Outward

Gale Launches Powerful New Digital LGBTQ History Archive

Clip from the magazine Gay. Aug. 2, 1971.

Archives of Human Sexuality and Identity / Gale

As a writer who occasionally has reason to work with primary source documents in archives, I can vouch for the pleasures that come with handling the past directly. For example, when I wrote my long-form piece on homosexuality and gay cultural identity last year, I spent a chunk of time in the New York Public Library’s LGBT collections. It was thrilling—in a quiet, dusty sort of way. Of course, I was lucky enough to live in New York and have credentials to access those materials; many other interested folks, from students to independent scholars to history buffs, might not be so fortunate.

Which is why a recently launched project from Gale, the library resource provider within Cengage Learning, is worth noting. Under the title the Archives of Human Sexuality and Identity, the company has partnered with the NYPL, the Canadian Lesbian and Gay Archives, the Lesbian Herstory Archives, and other collection-holders around the country and world to create a digital archive that will make researching and experiencing queer history easier for everyone.

The digitization work is being completed in stages; the first, just-released phase covers LGBTQ history and culture since 1940 and already comprises about 1.5 million pages of searchable content. According to leaders of the project, future installments will likely look to earlier time periods; a plan is currently being formulated by an advisory board staffed with historians, librarians, activists, and other stakeholders. The current materials cover contributions from larger institutions as well as smaller, often ephemeral organizations and publications. They also include letters and papers from individuals. The project description continues:

The archive illuminates the experiences not just of the LGBTQ community as a whole, but of individuals of different races, ethnicities, ages, religions, political orientations, and geographical locations that constitute this community. Historical records of political and social organizations founded by LGBTQ individuals are featured, as well as publications by and for lesbians and gays, and extensive coverage of governmental responses to the AIDS crisis. The archive also contains personal correspondence and interviews with numerous LGBTQ individuals, among others. The archive includes gay and lesbian newspapers from more than 35 countries, reports, policy statements, and other documents related to gay rights and health, including the worldwide impact of AIDS, materials tracing LGBTQ activism in Britain from 1950 through 1980, and more.

Cover of Nov. 1987 issue of Y Que?

Archives of Human Sexuality / Gale

The importance of individuals having access to these materials through local and university library subscriptions cannot be overstated. For many queer people, looking up homosexual or transgender at the library is a first step to self-knowledge—it certainly was for me—and it’s one that’s usually met with somewhat frightening clinical descriptions. With access to this resource, searchers will find themselves awash in a much richer—and inspiring—history than they might otherwise have encountered.

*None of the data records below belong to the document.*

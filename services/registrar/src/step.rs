//! Pipeline-facing controller for the registration step.
//!
//! Inputs are passed in as a borrowed [`StepContext`] and results are written
//! into [`StepOutputs`]; the step never reads back what it wrote.

use std::collections::BTreeMap;

use amiforge_id::{ImageId, Region, SnapshotId};
use amiforge_reconcile::{ReconcileInput, SnapshotIdLookup};
use serde::Serialize;
use tokio::sync::watch;
use tracing::{error, info};

use crate::config::BuildConfig;
use crate::error::StepError;
use crate::registrar::{self, ImageRegistrar, RegistrarPhase};
use crate::rollback::{CleanupOutcome, RollbackCoordinator, RunOutcome};
use crate::service::ImageService;
use crate::ui::Ui;
use crate::waiter::ImageWaiter;

/// What the pipeline should do after a step ran.
#[derive(Debug, Clone, Copy, PartialEq, Eq)]
pub enum StepAction {
    Continue,
    Halt,
}

/// Read-only inputs of the step.
pub struct StepContext<'a> {
    pub config: &'a BuildConfig,

    /// Snapshots of the launch volumes, by device name.
    pub snapshot_ids: &'a SnapshotIdLookup,

    /// Image service bound to the build region.
    pub service: &'a dyn ImageService,

    pub waiter: &'a ImageWaiter,
    pub ui: &'a dyn Ui,

    /// Pipeline cancellation signal.
    pub shutdown: watch::Receiver<bool>,
}

/// Values the step publishes for later steps.
///
/// Each field is written at most once; `None` means "never written".
#[derive(Debug, Clone, Default, PartialEq, Eq, Serialize)]
pub struct StepOutputs {
    /// Region to registered image id.
    #[serde(skip_serializing_if = "Option::is_none")]
    pub amis: Option<BTreeMap<Region, ImageId>>,

    /// Region to the snapshots actually referenced by the registered image.
    #[serde(skip_serializing_if = "Option::is_none")]
    pub snapshots: Option<BTreeMap<Region, Vec<SnapshotId>>>,

    /// Whether the image carries a temporary name pending a copy step.
    #[serde(skip_serializing_if = "Option::is_none")]
    pub intermediary_image: Option<bool>,

    /// The fatal error that halted the step.
    #[serde(skip)]
    pub error: Option<StepError>,
}

impl StepOutputs {
    pub fn publish_image(&mut self, region: Region, image_id: ImageId) {
        self.amis
            .get_or_insert_with(BTreeMap::new)
            .insert(region, image_id);
    }

    /// Record the image's snapshots. Regions without any are left out.
    pub fn publish_snapshots(&mut self, region: Region, snapshot_ids: Vec<SnapshotId>) {
        let snapshots = self.snapshots.get_or_insert_with(BTreeMap::new);
        if !snapshot_ids.is_empty() {
            snapshots.insert(region, snapshot_ids);
        }
    }
}

/// Registers the build's image and rolls it back on abort.
#[derive(Debug, Default)]
pub struct RegisterImageStep {
    registrar: ImageRegistrar,
}

impl RegisterImageStep {
    pub fn new() -> Self {
        Self::default()
    }

    pub fn phase(&self) -> RegistrarPhase {
        self.registrar.phase()
    }

    /// Run the step. Fatal errors are recorded in `outputs.error`, reported
    /// once through the UI, and turn into [`StepAction::Halt`].
    pub async fn run(&mut self, ctx: &StepContext<'_>, outputs: &mut StepOutputs) -> StepAction {
        ctx.ui.say("Registering the AMI...");

        let config = ctx.config;
        let devices = ReconcileInput {
            base: &config.ami_block_device_mappings,
            overrides: &config.launch_devices(),
            snapshot_ids: ctx.snapshot_ids,
            omissions: &config.omissions(),
            root: &config.root_device,
        }
        .reconcile();

        let intermediary = config.wants_intermediary_image();
        outputs.intermediary_image = Some(intermediary);
        let name = if intermediary {
            registrar::placeholder_name()
        } else {
            config.ami_name.clone()
        };

        info!(
            region = %ctx.service.region(),
            name = %name,
            intermediary,
            device_count = devices.len(),
            "Registering image"
        );

        let request = registrar::build_request(config, name, devices);
        match self.registrar.register(ctx, request, outputs).await {
            Ok(image) => {
                info!(image_id = %image.id, "Image registered");
                StepAction::Continue
            }
            Err(e) => {
                error!(error = %e, "Image registration step failed");
                ctx.ui.error(&e.to_string());
                outputs.error = Some(e);
                StepAction::Halt
            }
        }
    }

    /// Deregister the image if the run was aborted. Always safe to call.
    pub async fn cleanup(&self, ctx: &StepContext<'_>, outcome: RunOutcome) -> CleanupOutcome {
        RollbackCoordinator::new(ctx.service, ctx.ui)
            .cleanup(self.registrar.image(), outcome)
            .await
    }
}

And those encounters can indeed be moving. At a recent launch event in New York, Ray Abruzzi—a Gale vice-president and publisher behind this project—and I took a spin on the platform. I suggested looking up Stephen Donaldson, the man who founded the nation’s first queer student organization at Columbia University, my alma mater, in 1967. We quickly found a scan of the original typed manifesto for the “homophile” group, which, among other things, vehemently contested the idea that homosexuals were in any way medically or psychologically disturbed. The American Psychiatric Association would not confirm that truth until 1973; here was one of our ancestors speaking it boldly at a moment when almost everyone, including many homosexuals, disagreed. This kind of discovery would be functionally useful to researchers, students, and journalists like myself—but that night, I met Donaldson’s words simply and gratefully, as a gay man who benefited from them decades later. Not bad for a few clicks through a database.